Aim: To understand how liver sinusoidal endothelial cells (LSECs) respond to nonalcoholic steatohepatitis (NASH). Methods: We profiled single-LSEC from livers of control and MCD-fed mice. The functions of C-Kit(+)-LSECs were determined using coculture and bone marrow transplantation (BMT) methods. Results: Three special clusters of single-LSEC were differentiated. C-Kit(+)-LSECs of cluster 0, Msr1(+)-LSECs of cluster 1 and Bmp4(+)Selp(+)-VECs of cluster 2 were revealed, and these cells with diverse ectopic expressions of genes participated in regulation of endothelial, fibrosis and lipid metabolism in NASH. The number of C-Kit(+)-primary LSECs isolated from MCD mice was lower than control mice. Immunofluorescence co-staining of CD31 and C-KIT showed C-Kit(+)-LSECs located in hepatic sinusoid were also reduced in NASH patients and MCD mice, compared to AIH patients and control mice respectively.

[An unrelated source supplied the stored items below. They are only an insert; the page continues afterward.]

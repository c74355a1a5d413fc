//! Process-wide session registry.

use std::{collections::HashMap, sync::Arc};

use talkback_core::SessionId;
use tokio::sync::RwLock;
use tracing::debug;

use crate::{app::AppSession, session::Session};

/// Outcome of a session claiming a client-supplied identity.
pub enum Claim<A: AppSession> {
    /// Another live session already has the identity. The claiming session
    /// has been removed from the registry.
    Existing(Arc<Session<A>>),
    /// The identity was free and the claiming session now carries it.
    Adopted,
}

/// Identity to session map. Holds the only long-lived strong references to
/// sessions.
pub struct SessionRegistry<A: AppSession> {
    sessions: RwLock<HashMap<SessionId, Arc<Session<A>>>>,
}

impl<A: AppSession> SessionRegistry<A> {
    #[must_use]
    pub fn new() -> Self {
        Self {
            sessions: RwLock::new(HashMap::new()),
        }
    }

    /// Register a session under its current identity, replacing any entry
    /// with the same identity.
    pub async fn register(&self, session: Arc<Session<A>>) {
        let id = session.id();
        self.sessions.write().await.insert(id, session);
        debug!(session = %id, "Session registered");
    }

    pub async fn lookup(&self, id: SessionId) -> Option<Arc<Session<A>>> {
        self.sessions.read().await.get(&id).cloned()
    }

    pub async fn unregister(&self, id: SessionId) -> Option<Arc<Session<A>>> {
        let removed = self.sessions.write().await.remove(&id);
        if removed.is_some() {
            debug!(session = %id, "Session unregistered");
        }
        removed
    }

    /// Remove `session` only if it is the entry under its identity.
    pub async fn unregister_if(&self, session: &Arc<Session<A>>) -> bool {
        let id = session.id();
        let mut sessions = self.sessions.write().await;
        if sessions.get(&id).is_some_and(|s| Arc::ptr_eq(s, session)) {
            sessions.remove(&id);
            debug!(session = %id, "Session unregistered");
            true
        } else {
            false
        }
    }

    /// Let `session` claim `id` in one step.
    ///
    /// If another session already holds `id`, the claimant is removed and the
    /// holder returned. Otherwise the claimant is re-keyed under `id`.
    pub async fn claim(&self, session: &Arc<Session<A>>, id: SessionId) -> Claim<A> {
        let mut sessions = self.sessions.write().await;
        let current = session.id();
        let owned = sessions
            .get(&current)
            .is_some_and(|s| Arc::ptr_eq(s, session));

        if let Some(existing) = sessions.get(&id).filter(|s| !Arc::ptr_eq(s, session)) {
            let existing = Arc::clone(existing);
            if owned {
                sessions.remove(&current);
            }
            return Claim::Existing(existing);
        }

        if owned {
            sessions.remove(&current);
        }
        session.set_id(id);
        sessions.insert(id, Arc::clone(session));
        debug!(from = %current, to = %id, "Session re-keyed");
        Claim::Adopted
    }

    pub async fn len(&self) -> usize {
        self.sessions.read().await.len()
    }

    pub async fn is_empty(&self) -> bool {
        self.sessions.read().await.is_empty()
    }

    pub async fn ids(&self) -> Vec<SessionId> {
        self.sessions.read().await.keys().copied().collect()
    }

    /// Point-in-time copy of every live session.
    pub async fn snapshot(&self) -> Vec<Arc<Session<A>>> {
        self.sessions.read().await.values().cloned().collect()
    }
}

impl<A: AppSession> Default for SessionRegistry<A> {
    fn default() -> Self {
        Self::new()
    }
}
impl Connection {
    /// Take over a transport and start both pumps.
    ///
    /// Inbound frames are held until a session attaches.
    #[must_use]
    pub fn open<T: Transport>(transport: T, config: Arc<TalkConfig>) -> Arc<Self> {
        let (writer, reader) = transport.split();
        let (queue, rx) = mpsc::unbounded_channel();
        let (sink, _) = watch::channel(None);
        let capacity = config.outbound_capacity();

        let conn = Arc::new(Self {
            id: NEXT_CONNECTION.fetch_add(1, Ordering::Relaxed),
            config,
            queue,
            permits: Arc::new(Semaphore::new(capacity)),
            writer: Arc::new(tokio::sync::Mutex::new(writer)),
            next_request: AtomicU64::new(0),
            tasks: TaskTracker::new(),
            cancel: CancellationToken::new(),
            finished: CancellationToken::new(),
            end: Mutex::new(None),
            fatal_sent: AtomicBool::new(false),
            sink,
        });
        debug!(conn = conn.id, "Connection opened");

        conn.tasks.spawn(Arc::clone(&conn).inbound(reader));
        conn.tasks.spawn(Arc::clone(&conn).outbound(rx));
        conn.tasks.close();
        tokio::spawn(Arc::clone(&conn).finish());

        conn
    }

    #[must_use]
    pub const fn id(&self) -> ConnectionId {
        self.id
    }

    /// Queue an envelope for the outbound pump.
    ///
    /// Suspends while the queue is full.
    ///
    /// # Errors
    /// Returns `ConnectionLost` if the connection is, or becomes, cancelled.
    pub async fn send(&self, envelope: Envelope) -> Result<()> {
        if self.cancel.is_cancelled() {
            return Err(Error::ConnectionLost);
        }
        let permit = tokio::select! {
            () = self.cancel.cancelled() => return Err(Error::ConnectionLost),
            permit = Arc::clone(&self.permits).acquire_owned() => {
                permit.map_err(|_| Error::ConnectionLost)?
            }
        };
        self.queue
            .send(Queued {
                envelope,
                _permit: permit,
            })
            .map_err(|_| Error::ConnectionLost)
    }

    /// Allocate the next correlation id for a request on this connection.
    pub fn next_correlation_id(&self) -> u64 {
        self.next_request.fetch_add(1, Ordering::Relaxed)
    }

    /// Route inbound traffic to `sink` and release the inbound pump.
    pub(crate) fn attach(&self, sink: Weak<dyn InboundSink>) {
        self.sink.send_replace(Some(sink));
    }

    fn sink(&self) -> Option<Arc<dyn InboundSink>> {
        self.sink.borrow().as_ref().and_then(Weak::upgrade)
    }

    fn set_end(&self, end: ConnectionEnd) {
        let mut slot = self.end.lock().unwrap_or_else(PoisonError::into_inner);
        if slot.is_none() {
            *slot = Some(end);
        }
    }

    fn end(&self) -> ConnectionEnd {
        self.end
            .lock()
            .unwrap_or_else(PoisonError::into_inner)
            .clone()
            .unwrap_or(ConnectionEnd::Closed)
    }

    /// Stop both pumps because a newer connection took over.
    pub fn supersede(&self) {
        self.set_end(ConnectionEnd::Superseded);
        self.cancel.cancel();
    }

    /// Stop both pumps and close the transport.
    pub fn close(&self) {
        self.set_end(ConnectionEnd::Shutdown);
        self.cancel.cancel();
    }

    #[must_use]
    pub fn is_closed(&self) -> bool {
        self.cancel.is_cancelled()
    }

    /// Wait until the connection has fully shut down.
    pub async fn closed(&self) -> ConnectionEnd {
        self.finished.cancelled().await;
        self.end()
    }

    /// Tell the client its session died, then close.
    ///
    /// The notice is written directly to the transport, bypassing the queue,
    /// and is bounded by the configured fatal timeout. Caller cancellation
    /// does not abort the write. Only the first call sends anything.
    pub async fn fatal(self: &Arc<Self>) {
        if self.fatal_sent.swap(true, Ordering::SeqCst) {
            return;
        }
        self.set_end(ConnectionEnd::Fatal);

        // Spawned before cancelling so the finalizer waits for it.
        let this = Arc::clone(self);
        let mut write = self.tasks.spawn(async move {
            let frame = encode(&Envelope::message(
                actions::FATAL,
                this.config.fatal_message.as_str(),
            ))?;
            this.writer.lock().await.send(frame).await?;
            Ok::<_, Error>(())
        });
        self.cancel.cancel();

        match tokio::time::timeout(self.config.fatal_timeout(), &mut write).await {
            Ok(Ok(Ok(()))) => debug!(conn = self.id, "Fatal notice sent"),
            Ok(Ok(Err(e))) => debug!(conn = self.id, "Could not send fatal notice: {e}"),
            Ok(Err(e)) => warn!(conn = self.id, "Fatal notice task failed: {e}"),
            Err(_) => {
                write.abort();
                debug!(conn = self.id, "Fatal notice timed out");
            }
        }
    }

    async fn wait_attached(&self) -> bool {
        let mut rx = self.sink.subscribe();
        tokio::select! {
            () = self.cancel.cancelled() => false,
            attached = rx.wait_for(Option::is_some) => attached.is_ok(),
        }
    }

    async fn inbound(self: Arc<Self>, mut reader: Box<dyn TransportReceiver>) {
        if !self.wait_attached().await {
            return;
        }

        let end = loop {
            let frame = tokio::select! {
                () = self.cancel.cancelled() => break None,
                frame = reader.receive() => frame,
            };
            let frame = match frame {
                Ok(frame) => frame,
                Err(TransportError::ConnectionClosed) => break Some(ConnectionEnd::Closed),
                Err(e) => break Some(ConnectionEnd::ProtocolError(e.to_string())),
            };

            let envelope = match decode(&frame) {
                Ok(envelope) => envelope,
                Err(e) => {
                    warn!(conn = self.id, "Dropping connection: {e}");
                    break Some(ConnectionEnd::ProtocolError(e.to_string()));
                }
            };

            let Some(sink) = self.sink() else {
                break Some(ConnectionEnd::Shutdown);
            };

            match envelope {
                Envelope::Reply { id, result } => sink.resolve_reply(self.id, id, result),
                Envelope::Request { action, id, .. } => {
                    warn!(conn = self.id, %action, id, "Client requests are not served");
                    let refusal = Payload::Map(vec![
                        (Payload::from(ERROR_KEY), Payload::from("unsupported")),
                        (Payload::from("action"), Payload::from(action)),
                    ]);
                    if self.send(Envelope::reply(id, refusal)).await.is_err() {
                        break None;
                    }
                }
                Envelope::Message { action, payload } => {
                    debug!(conn = self.id, %action, "Dispatching");
                    let deliver = sink.deliver(Arc::clone(&self), action.clone(), payload);
                    let dispatch =
                        DISPATCHING.scope(self.id, AssertUnwindSafe(deliver).catch_unwind());
                    let result = tokio::select! {
                        () = self.cancel.cancelled() => break None,
                        outcome = dispatch => outcome.unwrap_or_else(|panic| {
                            Err(Error::TaskFailed {
                                name: format!("dispatch of {action}"),
                                reason: panic_message(panic.as_ref()),
                            })
                        }),
                    };
                    match result {
                        Ok(()) => {}
                        Err(e) if e.is_recoverable() => warn!(conn = self.id, %action, "{e}"),
                        Err(e) => {
                            error!(conn = self.id, %action, "Handler failed: {e}");
                            self.fatal().await;
                            break None;
                        }
                    }
                }
            }
        };

        if let Some(end) = end {
            self.set_end(end);
        }
        self.cancel.cancel();
    }

    async fn outbound(self: Arc<Self>, mut rx: mpsc::UnboundedReceiver<Queued>) {
        loop {
            let queued = tokio::select! {
                biased;
                () = self.cancel.cancelled() => break,
                queued = rx.recv() => match queued {
                    Some(queued) => queued,
                    None => break,
                },
            };

            let frame = match encode(&queued.envelope) {
                Ok(frame) => frame,
                Err(e) => {
                    error!(conn = self.id, action = queued.envelope.action(), "Dropping unencodable message: {e}");
                    continue;
                }
            };

            let written = tokio::select! {
                () = self.cancel.cancelled() => break,
                written = async { self.writer.lock().await.send(frame).await } => written,
            };
            if let Err(e) = written {
                debug!(conn = self.id, "Write failed: {e}");
                self.set_end(ConnectionEnd::Closed);
                self.cancel.cancel();
                break;
            }
            drop(queued);
        }
    }

    async fn finish(self: Arc<Self>) {
        self.tasks.wait().await;

        let close = async { self.writer.lock().await.close().await };
        match tokio::time::timeout(CLOSE_TIMEOUT, close).await {
            Ok(Ok(())) => {}
            Ok(Err(e)) => debug!(conn = self.id, "Close failed: {e}"),
            Err(_) => debug!(conn = self.id, "Close timed out"),
        }

        let end = self.end();
        debug!(conn = self.id, ?end, "Connection finished");
        if let Some(sink) = self.sink() {
            let ended = AssertUnwindSafe(sink.connection_ended(Arc::clone(&self), end));
            if let Err(panic) = ended.catch_unwind().await {
                error!(conn = self.id, "Connection end hook panicked: {}", panic_message(panic.as_ref()));
            }
        }
        self.finished.cancel();
    }
}
impl<L: SessionLock, W: WakeSignal> ProducerEndpoint<L, W> {
    pub(crate) fn from_parts(
        region: Region,
        lock: L,
        wake: W,
        options: &ProducerOptions,
        releaser: Arc<dyn HandleReleaser>,
    ) -> Self {
        ProducerEndpoint {
            region,
            lock,
            wake,
            releaser,
            lock_timeout: options.lock_timeout(),
            drop_threshold: options.drop_threshold.max(1),
            blocked: None,
            stopped: false,
        }
    }

    /// Publish one frame carrying a GPU handle. Never blocks longer than the
    /// configured lock timeout; a frame that cannot be placed is `Dropped`
    /// and remains the caller's.
    pub fn publish(&mut self, meta: &FrameMetadata, handle: ExternalHandle) -> Result<PublishResult> {
        self.publish_impl(meta, handle, None)
    }

    /// Fallback path: copy pixel data into the slot's inline payload area
    /// instead of attaching a handle.
    pub fn publish_inline(&mut self, meta: &FrameMetadata, payload: &[u8]) -> Result<PublishResult> {
        let capacity = self.region.slot_capacity() as usize;
        if payload.len() > capacity {
            return Err(RingError::PayloadTooLarge {
                size: payload.len(),
                capacity,
            });
        }
        self.publish_impl(meta, ExternalHandle::NULL, Some(payload))
    }

    fn publish_impl(
        &mut self,
        meta: &FrameMetadata,
        handle: ExternalHandle,
        payload: Option<&[u8]>,
    ) -> Result<PublishResult> {
        if self.stopped {
            return Err(RingError::AlreadyStopped);
        }
        let guard = match self.lock.acquire(self.lock_timeout) {
            Ok(guard) => guard,
            Err(SyncError::Timeout) => {
                warn!("publish lock wait timed out, dropping frame");
                return Ok(PublishResult::Dropped);
            }
            Err(SyncError::Abandoned) => {
                warn!("region lock was abandoned by its holder, dropping frame");
                return Ok(PublishResult::Dropped);
            }
            Err(err) => return Err(RingError::Sync(err)),
        };

        let previous = self.region.write_index();
        let index = previous + 1;
        self.region.set_write_index(index);
        let physical = self.region.physical(index);

        trace!(
            index,
            physical,
            read_index = self.region.read_index(),
            "publish attempt"
        );

        if self.region.slot(physical).state() == SlotState::Owned {
            let blocking = self.region.slot(physical).sequence_number;
            let attempts = match &mut self.blocked {
                Some(blocked) if blocked.sequence == blocking => {
                    blocked.attempts += 1;
                    blocked.attempts
                }
                _ => {
                    self.blocked = Some(BlockedPublish {
                        sequence: blocking,
                        attempts: 1,
                    });
                    1
                }
            };
            if attempts < self.drop_threshold {
                self.region.set_write_index(previous);
                trace!(blocking, attempts, "target slot still owned, frame dropped");
                drop(guard);
                return Ok(PublishResult::Dropped);
            }
            // The consumer copies out and acknowledges under this same lock,
            // so a slot still Owned here is provably untouched right now.
            let stale = self.region.slot(physical).external_handle;
            if stale != 0 {
                self.releaser.release(ExternalHandle(stale));
                self.region.slot_mut(physical).external_handle = 0;
            }
            self.region.release_slot(physical);
            self.region.add_dropped(1);
            self.region.bump_forced_reclaims();
            warn!(
                sequence = blocking,
                attempts, "forced reclaim of an unconsumed slot"
            );
        } else {
            // consumer finished with this slot earlier; its handle may still
            // be waiting for the sweep
            let stale = self.region.slot(physical).external_handle;
            if stale != 0 {
                self.releaser.release(ExternalHandle(stale));
                self.region.slot_mut(physical).external_handle = 0;
            }
        }
        self.blocked = None;

        let slot = self.region.slot_mut(physical);
        slot.decode_time = meta.decode_time;
        slot.presentation_time = meta.presentation_time;
        slot.duration = meta.duration;
        slot.discontinuity = meta.discontinuity as u8;
        slot.external_handle = handle.0;
        slot.payload_size = 0;
        if let Some(bytes) = payload {
            self.region.payload_mut(physical)[..bytes.len()].copy_from_slice(bytes);
            self.region.slot_mut(physical).payload_size = bytes.len() as u64;
        }
        self.region.claim_slot(physical, index);

        self.sweep_consumed_handles(physical);

        drop(guard);
        if let Err(err) = self.wake.notify() {
            warn!(error = %err, "wake notify failed");
        }
        trace!(index, "frame published");
        Ok(PublishResult::Published)
    }

    /// Release handles of slots the consumer already acknowledged. Runs on
    /// the producer so the release cost stays off the consumer's path.
    fn sweep_consumed_handles(&self, just_published: u64) {
        for physical in 0..self.region.slot_count() {
            if physical == just_published {
                continue;
            }
            let slot = self.region.slot(physical);
            if slot.state() == SlotState::Free && slot.external_handle != 0 {
                let handle = ExternalHandle(slot.external_handle);
                self.region.slot_mut(physical).external_handle = 0;
                self.releaser.release(handle);
                trace!(physical, "swept handle of consumed slot");
            }
        }
    }

    /// Invalidate every slot and end the stream. Idempotent; `publish` is
    /// rejected afterwards.
    pub fn stop(&mut self) -> Result<()> {
        if self.stopped {
            return Ok(());
        }
        let guard = match self.lock.acquire(STOP_LOCK_TIMEOUT) {
            Ok(guard) => guard,
            Err(SyncError::Abandoned) => self
                .lock
                .acquire(STOP_LOCK_TIMEOUT)
                .map_err(RingError::Sync)?,
            Err(err) => return Err(RingError::Sync(err)),
        };
        for physical in 0..self.region.slot_count() {
            let handle = self.region.slot(physical).external_handle;
            if handle != 0 {
                self.releaser.release(ExternalHandle(handle));
                self.region.slot_mut(physical).external_handle = 0;
            }
            if self.region.slot(physical).state() == SlotState::Owned {
                self.region.release_slot(physical);
            }
        }
        self.region.set_stopped();
        drop(guard);
        let _ = self.wake.notify();
        self.stopped = true;
        info!("producer session stopped");
        Ok(())
    }

    pub fn dropped_frames(&self) -> u64 {
        self.region.dropped_frames()
    }

    pub fn forced_reclaims(&self) -> u64 {
        self.region.forced_reclaims()
    }

    pub fn region(&self) -> &Region {
        &self.region
    }
}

Interestingly, lipotoxic hepatocytes/HSCs cocultured with C-Kit(+)-LSECs or the livers of MCD mice receipting of C-Kit(+)-BMCs (bone marrow cells) showed less steatosis, inflammation and fibrosis, higher expression of prolipolytic FXR and PPAR-alpha, lower expression of TNF-alpha and alpha-SMA. Furthermore, coculturing or BMT of C-Kit(+)-endothelial derived cells could increase the levels of hepatic mitochondrial LC3B, decrease the degree of mitochondrial damage and ROS production through activating Pink1-mediated mitophagy pathway in NASH. Conclusions: Hence, a novel transcriptomic view of LSECs was revealed to have heterogeneity and complexity in NASH. Importantly, a cluster of C-Kit(+)-LSECs was confirmed to recovery Pink1-related mitophagy and NASH progression.